Retirement Plan benefits depend upon length of service, age at retirement and
earnings during years of participation in the Retirement Plan and any
predecessor plans. A participant's benefits under the Retirement Plan are
determined as the accumulation, over that participant's career, of a percentage
of each year's base salary. For periods on and after October 1, 1994, the
percentage is 2% of base salary, except that for years in which the participant
is over 50 years of age such percentage is increased to 2.5%. The Retirement
Plan also provides a benefit for service prior to October 1, 1994 based on a
percentage of a participant's average earnings at October 1, 1994 (being 50% of
each of the base salaries at October 1, 1991 and 1994 and 100% of each of the
base salaries at October 1, 1992 and 1993) and the number of years of service
while a member of the Retirement Plan prior to October 1, 1994, all subject to
certain limitations. A cash balance account benefit provided by the Corporation
is also available on retirement under the Retirement Plan, which benefit,
generally, provides for a credit to those participants in the Retirement Plan,
on January 1, 1987, of 10% of their base salary on that date and for a further
credit to those participants in the Retirement Plan, on September 30, 1991, of
5% of their base salary on that date, with, in both cases, annual interest
earned thereon. While the amount of the contribution payment or accrual with
respect to a specified person is not and cannot readily be separately or
individually calculated by the regular actuaries for the Retirement Plan,
estimated annual benefits under the Retirement Plan upon retirement at age 65
for the individuals listed in the table under the above caption "Executive
Compensation", assuming continuation of present annual salaries and giving
effect to applicable benefit limitations in the Code, are as follows: Mr.

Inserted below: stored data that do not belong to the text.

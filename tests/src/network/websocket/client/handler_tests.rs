use bytes::Bytes;
use knot_ws::{
    error::ClientError,
    network::websocket::{CLOSED_MARKER, ConsoleHandler, EventHandler},
};
use std::{
    io::{self, Write},
    sync::{Arc, Mutex},
};

#[derive(Clone, Default)]
struct Captured(Arc<Mutex<Vec<u8>>>);

impl Write for Captured {
    fn write(&mut self, buf: &[u8]) -> io::Result<usize> {
        self.0.lock().unwrap().extend_from_slice(buf);
        Ok(buf.len())
    }

    fn flush(&mut self) -> io::Result<()> {
        Ok(())
    }
}

impl Captured {
    fn lines(&self) -> Vec<String> {
        String::from_utf8_lossy(&self.0.lock().unwrap())
            .lines()
            .map(|l| l.trim().to_string())
            .collect()
    }
}

#[tokio::test]
async fn test_console_handler_lines() {
    let out = Captured::default();
    let writer = out.clone();
    let subscriber = tracing_subscriber::fmt()
        .with_writer(move || writer.clone())
        .with_ansi(false)
        .without_time()
        .with_level(false)
        .with_target(false)
        .finish();
    // current-thread runtime, so every handler call sees this subscriber
    let _guard = tracing::subscriber::set_default(subscriber);

    let handler = ConsoleHandler;
    handler.on_open().await;
    handler.on_message("hello".to_string()).await;
    handler.on_pong(Bytes::from_static(b"1700000000000")).await;
    handler
        .on_error(ClientError::UnsupportedScheme("http".to_string()))
        .await;
    handler
        .on_close(Some(1000), Some("bye".to_string()))
        .await;

    assert_eq!(
        out.lines(),
        vec![
            "Opened connection".to_string(),
            "hello".to_string(),
            "pong".to_string(),
            "unsupported url scheme \"http\", expected ws or wss".to_string(),
            CLOSED_MARKER.to_string(),
        ]
    );
}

Mack--$125,000; Mr. Ganci-- $125,000; Mr. Meyer--$120,406; Mr. Page--$113,903
and Mr. DeVirgilio--$116,939.
RETIREMENT BENEFIT RESTORATION PLAN
Effective May 1, 1993, the Corporation adopted an unfunded, uninsured
pension benefit plan for a select group of highly compensated management
employees called the Retirement Benefit Restoration Plan ("RBRP"). The RBRP
provides an annual retirement benefit to those participants in the Retirement
Plan who hold the following offices with the Corporation: Chairman of the Board
and Chief Executive Officer, President and Chief Operating Officer, Vice
President (including all levels thereof), Secretary, Treasurer, Controller, and
Assistant Vice President. Such benefit is equal to the difference between (i)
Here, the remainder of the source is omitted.